Scnario_Clever.jpg

Le scénario énergétique CLEVER pour l'Europe

Rédacteur Thierry SALOMON
Billet Article de Périne Mouterde, Le Monde daté 7 juin 2023


Inverser la tendance pour faire en sorte que la sobriété soit le point de départ, et non la variable d’ajustement, des politiques climatiques. Tel est l’objectif de l’association française négaWatt et de ses partenaires, qui ont présenté, lundi 5 juin depuis Bruxelles, un nouveau scénario de transition énergétique européen. Grâce à la sobriété, mais aussi à l’efficacité et aux renouvelables, cette trajectoire, baptisée Clever (« A Collaborative Low Energy Vision for the European Region »), entend proposer une voie pour décarboner l’Europe tout en répondant aux exigences en matière de sécurité d’approvisionnement et de soutenabilité du système (consommation des ressources, protection de la biodiversité…).

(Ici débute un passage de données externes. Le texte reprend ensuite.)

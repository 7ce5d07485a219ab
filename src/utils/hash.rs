//! Deterministic hashing utilities.
//!
//! Route ETags must be stable across process restarts so that client caches
//! survive a redeploy of unchanged files. `DefaultHasher` seeds randomly per
//! process and `FxHasher` makes no stability promise, so tags are derived
//! with blake3 instead.

/// A deterministic hasher using blake3
///
/// Unlike `std::hash::Hasher`, this produces the same output across
/// process restarts for the same input
pub struct StableHasher {
    inner: blake3::Hasher,
}

impl StableHasher {
    #[inline]
    pub fn new() -> Self {
        Self {
            inner: blake3::Hasher::new(),
        }
    }

    /// Update with raw bytes
    #[inline]
    pub fn update(mut self, data: &[u8]) -> Self {
        self.inner.update(data);
        self
    }

    /// Update with a string
    #[inline]
    pub fn update_str(self, s: &str) -> Self {
        self.update(s.as_bytes())
    }

    /// Update with a u128 (little-endian)
    #[inline]
    pub fn update_u128(self, n: u128) -> Self {
        self.update(&n.to_le_bytes())
    }

    /// Finish and return the full 64-character hex digest
    #[inline]
    pub fn finish_hex(self) -> String {
        self.inner.finalize().to_hex().to_string()
    }
}

impl Default for StableHasher {
    fn default() -> Self {
        Self::new()
    }
}

#[cfg(test)]
mod tests {
    use super::*;

    #[test]
    fn test_deterministic() {
        let a = StableHasher::new().update_str("hello").finish_hex();
        let b = StableHasher::new().update_str("hello").finish_hex();
        assert_eq!(a, b);
        assert_eq!(a.len(), 64);
        assert!(a.chars().all(|c| c.is_ascii_hexdigit()));
    }

    #[test]
    fn test_inputs_distinguished() {
        let a = StableHasher::new()
            .update_str("path")
            .update_u128(1)
            .finish_hex();
        let b = StableHasher::new()
            .update_str("path")
            .update_u128(2)
            .finish_hex();
        assert_ne!(a, b);
    }
}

Pour y parvenir, négaWatt et ses vingt-six partenaires (universités, think tanks, centres de recherche, ONG…) de vingt et un pays européens placent au centre de leur modélisation la question de la demande. « Historiquement, les politiques pour le climat se sont concentrées sur l’offre, rappelle Stephane Bourgeois, responsable des politiques européennes à négaWatt. Peu à peu, on a essayé de pousser pour que l’efficacité énergétique soit prise en compte. Aujourd’hui, pour que l’Union européenne [UE] atteigne ses objectifs, il est temps d’ajouter un levier et que la sobriété passe au premier plan. »

Jusqu’à présent, les progrès en matière d’efficacité ont été en grande partie annulés par l’absence d’efforts de sobriété : les voitures consomment par exemple moins de carburant, mais sont aussi toujours plus grosses, plus lourdes et parcourent plus de kilomètres. Or, au cours des vingt prochaines années, l’UE va devoir faire deux fois plus pour réduire ses émissions de gaz à effet de serre que ce qu’elle a réalisé lors des trente dernières années. La crise énergétique inédite de l’hiver a aussi mis au centre de l’attention le sujet de la sobriété, faisant chuter la consommation de gaz (– 17,7 % entre août 2022 et mars 2023, selon Eurostat) et d’électricité au sein de l’UE.

Baisse de la consommation de 55 %

Après quatre années de travaux et en se fondant sur une trentaine de scénarios nationaux, les auteurs du rapport publié lundi estiment possible de viser une baisse de la consommation d’énergie finale de l’UE de 50 % à 55 % en 2050, par rapport à 2019 – en France, la stratégie nationale bas carbone prévoit déjà une diminution de 40 % de la consommation d’énergie en trente ans. Les efforts de sobriété contribueraient à hauteur de 20 % à 30 % à cette baisse, le reste étant lié à l’efficacité. Les secteurs du bâtiment, des transports et de l’industrie seraient les principaux concernés.

« Pour nous, la sobriété ne consiste pas à demander aux citoyens de modifier leurs comportements, mais bien à mettre en place les politiques et les infrastructures pour que les consommateurs puissent changer leurs pratiques, insiste Stephane Bourgeois. Quand on interroge les cyclistes à Copenhague, au Danemark, la majorité disent prendre leur vélo parce que c’est plus facile et plus rapide, pas pour des raisons écologiques. »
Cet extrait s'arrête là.